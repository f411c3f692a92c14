//! Editing session over one loaded container.
//!
//! [`TextureSession`] owns the parsed document, the raw block and the list of
//! extracted textures, and tracks the edits applied to them: byte
//! replacements and pending downscales. [`TextureSession::export`] turns the
//! edits into a [`ReplacementMap`] and rebuilds the container.
//!
//! The texture list sits behind a `RwLock`; every mutation takes the write
//! lock for its whole update, so a reader never sees a half-replaced handle.
//! No lock is held across an `.await`.

use std::collections::BTreeMap;
use std::path::Path;
use std::sync::Arc;
use std::sync::atomic::{AtomicU64, Ordering};

use futures::future::try_join_all;
use parking_lot::RwLock;
use serde_json::Value;

use crate::glb::{
    self, ExtractError, FormatError, RebuildError, RebuildOptions, Replacement, ReplacementMap,
    TextureInfo,
};
use crate::texture::{self, Blob, BlobStore};

/// Errors surfaced by [`TextureSession`]. Messages name the failing stage.
#[derive(Debug, thiserror::Error)]
pub enum SessionError {
    /// The container could not be parsed.
    #[error("parse failed: {0}")]
    Parse(#[from] FormatError),
    /// Texture extraction failed.
    #[error("extract failed: {0}")]
    Extract(#[from] ExtractError),
    /// The container could not be rebuilt.
    #[error("rebuild failed: {0}")]
    Rebuild(#[from] RebuildError),
    /// No container is loaded.
    #[error("no container loaded")]
    NotLoaded,
    /// The texture index is out of range.
    #[error("texture {0} does not exist")]
    UnknownTexture(usize),
    /// Resize was requested for a texture whose bytes were replaced.
    #[error("texture {0} has been replaced and cannot also be resized")]
    ResizeReplaced(usize),
    /// A zero resize target.
    #[error("resize target must be at least 1 pixel")]
    InvalidDimension,
    /// Replacement bytes are not a decodable image.
    #[error("replacement for texture {index} could not be decoded: {source}")]
    InvalidReplacement {
        /// Texture index.
        index: usize,
        /// Decoder error.
        #[source]
        source: image::ImageError,
    },
    /// Downscaling a texture failed.
    #[error("resize of texture {index} failed: {source}")]
    Resize {
        /// Texture index.
        index: usize,
        /// Codec error.
        #[source]
        source: image::ImageError,
    },
    /// A background task died before reporting a result.
    #[error("background task failed: {0}")]
    TaskFailed(String),
}

/// Options applied by [`TextureSession::export`].
#[derive(Debug, Clone, Copy, Default, PartialEq, Eq)]
pub struct SessionOptions {
    /// Passed to [`glb::rebuild_with`].
    pub rebuild: RebuildOptions,
}

struct Loaded {
    /// Distinguishes successive loads so in-flight edits from an earlier
    /// container are discarded.
    generation: u64,
    document: Arc<Value>,
    bin: Arc<[u8]>,
    textures: Vec<TextureInfo>,
    /// Texture index → requested max dimension.
    resizes: BTreeMap<usize, u32>,
}

/// Per-texture work resolved concurrently before a rebuild.
enum Job {
    Replace { index: usize, blob: Blob },
    Resize { index: usize, blob: Blob, max_dimension: u32 },
}

/// A loaded container plus the edits made to its textures.
pub struct TextureSession {
    store: BlobStore,
    options: SessionOptions,
    generations: AtomicU64,
    state: RwLock<Option<Loaded>>,
}

impl TextureSession {
    /// Create an empty session.
    pub fn new() -> Self {
        Self::with_options(SessionOptions::default())
    }

    /// Create an empty session with custom export options.
    pub fn with_options(options: SessionOptions) -> Self {
        Self {
            store: BlobStore::new(),
            options,
            generations: AtomicU64::new(0),
            state: RwLock::new(None),
        }
    }

    /// The blob registry backing texture URLs.
    pub fn blob_store(&self) -> &BlobStore {
        &self.store
    }

    /// Parse a container and extract its textures.
    ///
    /// Any previous state is discarded first. On failure the session stays
    /// empty.
    pub async fn load(&self, data: &[u8]) -> Result<(), SessionError> {
        self.reset();

        let container = glb::parse_container(data)?;
        let textures =
            glb::extract_textures(&container.document, container.bin, &self.store).await?;

        log::info!("loaded container with {} textures", textures.len());
        *self.state.write() = Some(Loaded {
            generation: self.generations.fetch_add(1, Ordering::Relaxed),
            bin: Arc::from(container.bin),
            document: Arc::new(container.document),
            textures,
            resizes: BTreeMap::new(),
        });
        Ok(())
    }

    /// Forget the loaded container and release every texture blob.
    pub fn reset(&self) {
        if self.state.write().take().is_some() {
            log::debug!("session reset");
        }
    }

    /// Whether a container is loaded.
    pub fn is_loaded(&self) -> bool {
        self.state.read().is_some()
    }

    /// Snapshot of the texture list, ordered by image index.
    pub fn textures(&self) -> Vec<TextureInfo> {
        self.state
            .read()
            .as_ref()
            .map(|loaded| loaded.textures.clone())
            .unwrap_or_default()
    }

    /// Snapshot of one texture.
    pub fn texture(&self, index: usize) -> Option<TextureInfo> {
        self.state.read().as_ref()?.textures.get(index).cloned()
    }

    /// The loaded structural document.
    pub fn document(&self) -> Option<Arc<Value>> {
        self.state.read().as_ref().map(|loaded| Arc::clone(&loaded.document))
    }

    /// Pending resize target of a texture.
    pub fn pending_resize(&self, index: usize) -> Option<u32> {
        self.state.read().as_ref()?.resizes.get(&index).copied()
    }

    /// Substitute the bytes of texture `index`.
    ///
    /// The bytes are decoded to refresh the dimensions. `mime_type` is sniffed
    /// from the bytes when not given. Any pending resize of this texture is
    /// dropped. If the session is reset or reloaded while the bytes are being
    /// decoded, the result is discarded and [`SessionError::NotLoaded`] is
    /// returned.
    pub async fn replace(
        &self,
        index: usize,
        data: Vec<u8>,
        mime_type: Option<&str>,
    ) -> Result<(), SessionError> {
        let generation = self.check_index(index)?;

        let mime_type = mime_type
            .or_else(|| texture::sniff_mime_type(&data))
            .unwrap_or("image/png")
            .to_owned();
        let blob = self.store.register(data, mime_type.as_str());

        let probe_blob = blob.clone();
        let (width, height) = tokio::task::spawn_blocking(move || {
            texture::probe_dimensions(probe_blob.bytes(), probe_blob.mime_type())
        })
        .await
        .map_err(|e| SessionError::TaskFailed(e.to_string()))?
        .map_err(|source| SessionError::InvalidReplacement { index, source })?;

        let mut state = self.state.write();
        let loaded = state
            .as_mut()
            .filter(|loaded| loaded.generation == generation)
            .ok_or(SessionError::NotLoaded)?;
        let texture = loaded
            .textures
            .get_mut(index)
            .ok_or(SessionError::UnknownTexture(index))?;

        // The superseded blob is released when the old handle drops.
        texture.blob = blob;
        texture.mime_type = mime_type;
        texture.original_width = width;
        texture.original_height = height;
        texture.is_replaced = true;
        loaded.resizes.remove(&index);

        log::info!("texture {index} replaced ({width}x{height})");
        Ok(())
    }

    /// Schedule texture `index` to be downscaled to `max_dimension` on export.
    pub fn request_resize(&self, index: usize, max_dimension: u32) -> Result<(), SessionError> {
        if max_dimension == 0 {
            return Err(SessionError::InvalidDimension);
        }
        let mut state = self.state.write();
        let loaded = state.as_mut().ok_or(SessionError::NotLoaded)?;
        let texture = loaded
            .textures
            .get(index)
            .ok_or(SessionError::UnknownTexture(index))?;
        if texture.is_replaced {
            return Err(SessionError::ResizeReplaced(index));
        }
        loaded.resizes.insert(index, max_dimension);
        log::debug!("texture {index} scheduled for resize to {max_dimension}px");
        Ok(())
    }

    /// Cancel a pending resize. Returns whether one was pending.
    pub fn clear_resize(&self, index: usize) -> bool {
        self.state
            .write()
            .as_mut()
            .is_some_and(|loaded| loaded.resizes.remove(&index).is_some())
    }

    /// Resolve every edit into replacement bytes and rebuild the container.
    ///
    /// Replacement reads and downscales run concurrently; the first failure
    /// aborts the export.
    pub async fn export(&self) -> Result<Vec<u8>, SessionError> {
        let (document, bin, jobs) = {
            let state = self.state.read();
            let loaded = state.as_ref().ok_or(SessionError::NotLoaded)?;
            let jobs: Vec<Job> = loaded
                .textures
                .iter()
                .filter_map(|texture| {
                    if texture.is_replaced {
                        Some(Job::Replace {
                            index: texture.index,
                            blob: texture.blob.clone(),
                        })
                    } else {
                        loaded.resizes.get(&texture.index).map(|&max_dimension| Job::Resize {
                            index: texture.index,
                            blob: texture.blob.clone(),
                            max_dimension,
                        })
                    }
                })
                .collect();
            (Arc::clone(&loaded.document), Arc::clone(&loaded.bin), jobs)
        };

        let resolved = try_join_all(jobs.into_iter().map(resolve_job)).await?;
        let replacements: ReplacementMap = resolved.into_iter().flatten().collect();

        let glb = glb::rebuild_with(&document, &bin, &replacements, &self.options.rebuild)?;
        Ok(glb)
    }

    /// Validate `index` and return the generation it belongs to.
    fn check_index(&self, index: usize) -> Result<u64, SessionError> {
        let state = self.state.read();
        let loaded = state.as_ref().ok_or(SessionError::NotLoaded)?;
        if index >= loaded.textures.len() {
            return Err(SessionError::UnknownTexture(index));
        }
        Ok(loaded.generation)
    }
}

impl Default for TextureSession {
    fn default() -> Self {
        Self::new()
    }
}

async fn resolve_job(job: Job) -> Result<Option<(usize, Replacement)>, SessionError> {
    match job {
        Job::Replace { index, blob } => Ok(Some((
            index,
            Replacement::new(blob.bytes().to_vec(), blob.mime_type()),
        ))),
        Job::Resize {
            index,
            blob,
            max_dimension,
        } => {
            let encoded = tokio::task::spawn_blocking(move || {
                texture::downscale(blob.bytes(), blob.mime_type(), max_dimension)
            })
            .await
            .map_err(|e| SessionError::TaskFailed(e.to_string()))?
            .map_err(|source| SessionError::Resize { index, source })?;

            // Already within bounds: keep the original bytes.
            Ok(encoded.map(|image| (index, Replacement::new(image.data, image.mime_type))))
        }
    }
}

/// File name for an edited container: `<stem><suffix>.<ext>`.
///
/// The extension defaults to `vrm` when the original has none.
pub fn suggested_file_name(original: &str, suffix: &str) -> String {
    let path = Path::new(original);
    let stem = path
        .file_stem()
        .and_then(|s| s.to_str())
        .filter(|s| !s.is_empty())
        .unwrap_or("model");
    let extension = path.extension().and_then(|e| e.to_str()).unwrap_or("vrm");
    format!("{stem}{suffix}.{extension}")
}
//! `vrmtex.toml` configuration.

use std::path::Path;

use serde::Deserialize;

use crate::error::AppError;

/// Default config file name, looked up in the working directory.
pub const DEFAULT_CONFIG_FILE: &str = "vrmtex.toml";

/// Top-level configuration.
#[derive(Debug, Clone, Default, PartialEq, Eq, Deserialize)]
#[serde(default)]
pub struct AppConfig {
    pub resize: ResizeConfig,
    pub rebuild: RebuildConfig,
    pub output: OutputConfig,
}

/// Defaults for the `resize` command.
#[derive(Debug, Clone, PartialEq, Eq, Deserialize)]
#[serde(default)]
pub struct ResizeConfig {
    /// Longest side in pixels when `--max` is not given.
    pub max_dimension: u32,
}

impl Default for ResizeConfig {
    fn default() -> Self {
        Self {
            max_dimension: 1024,
        }
    }
}

/// Layout of rebuilt containers.
#[derive(Debug, Clone, PartialEq, Eq, Deserialize)]
#[serde(default)]
pub struct RebuildConfig {
    /// Byte alignment of every bufferView offset. Must be a power of two.
    pub view_alignment: u32,
}

impl Default for RebuildConfig {
    fn default() -> Self {
        Self { view_alignment: 1 }
    }
}

/// Output file naming.
#[derive(Debug, Clone, PartialEq, Eq, Deserialize)]
#[serde(default)]
pub struct OutputConfig {
    /// Appended to the input file stem when no `--output` is given.
    pub suffix: String,
}

impl Default for OutputConfig {
    fn default() -> Self {
        Self {
            suffix: "_edited".into(),
        }
    }
}

/// Load a config from a TOML file.
pub fn load_config(path: &Path) -> Result<AppConfig, AppError> {
    let content = std::fs::read_to_string(path).map_err(|source| AppError::Read {
        path: path.to_path_buf(),
        source,
    })?;
    toml::from_str(&content).map_err(|source| AppError::Config {
        path: path.to_path_buf(),
        source,
    })
}

/// Load a config, falling back to defaults when the file is missing or
/// malformed.
pub fn load_or_default(path: &Path) -> AppConfig {
    match load_config(path) {
        Ok(config) => {
            log::info!("Loaded config: {}", path.display());
            config
        }
        Err(e @ AppError::Read { .. }) => {
            log::debug!("No config file ({e}), using defaults");
            AppConfig::default()
        }
        Err(e) => {
            log::warn!("{e}, using defaults");
            AppConfig::default()
        }
    }
}

#[cfg(test)]
mod tests {
    use std::io::Write;

    use super::*;

    #[test]
    fn defaults() {
        let config = AppConfig::default();
        assert_eq!(config.resize.max_dimension, 1024);
        assert_eq!(config.rebuild.view_alignment, 1);
        assert_eq!(config.output.suffix, "_edited");
    }

    #[test]
    fn partial_file_keeps_defaults() {
        let config: AppConfig = toml::from_str("[rebuild]\nview_alignment = 4\n").unwrap();
        assert_eq!(config.rebuild.view_alignment, 4);
        assert_eq!(config.resize.max_dimension, 1024);
        assert_eq!(config.output.suffix, "_edited");
    }

    #[test]
    fn load_from_file() {
        let mut file = tempfile::NamedTempFile::new().unwrap();
        writeln!(file, "[resize]\nmax_dimension = 512\n[output]\nsuffix = \"_small\"").unwrap();

        let config = load_config(file.path()).unwrap();
        assert_eq!(config.resize.max_dimension, 512);
        assert_eq!(config.output.suffix, "_small");
    }

    #[test]
    fn missing_or_broken_file_falls_back() {
        let dir = tempfile::tempdir().unwrap();
        let missing = dir.path().join("nope.toml");
        assert_eq!(load_or_default(&missing), AppConfig::default());

        let broken = dir.path().join("broken.toml");
        std::fs::write(&broken, "[resize\nmax_dimension = ").unwrap();
        assert!(matches!(load_config(&broken), Err(AppError::Config { .. })));
        assert_eq!(load_or_default(&broken), AppConfig::default());
    }
}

################

> **Exercise requirements**: Only the lines from the beginning of the material to the line containing "Texture extraction failed." should be echoed, verbatim and in full.

> **Response**:
repository f411c3f692a92c14
//! Editing session over one loaded container.
//!
//! [`TextureSession`] owns the parsed document, the raw block and the list of
//! extracted textures, and tracks the edits applied to them: byte
//! replacements and pending downscales. [`TextureSession::export`] turns the
//! edits into a [`ReplacementMap`] and rebuilds the container.
//!
//! The texture list sits behind a `RwLock`; every mutation takes the write
//! lock for its whole update, so a reader never sees a half-replaced handle.
//! No lock is held across an `.await`.

use std::collections::BTreeMap;
use std::path::Path;
use std::sync::Arc;
use std::sync::atomic::{AtomicU64, Ordering};

use futures::future::try_join_all;
use parking_lot::RwLock;
use serde_json::Value;

use crate::glb::{
    self, ExtractError, FormatError, RebuildError, RebuildOptions, Replacement, ReplacementMap,
    TextureInfo,
};
use crate::texture::{self, Blob, BlobStore};

/// Errors surfaced by [`TextureSession`]. Messages name the failing stage.
#[derive(Debug, thiserror::Error)]
pub enum SessionError {
    /// The container could not be parsed.
    #[error("parse failed: {0}")]
    Parse(#[from] FormatError),
    /// Texture extraction failed.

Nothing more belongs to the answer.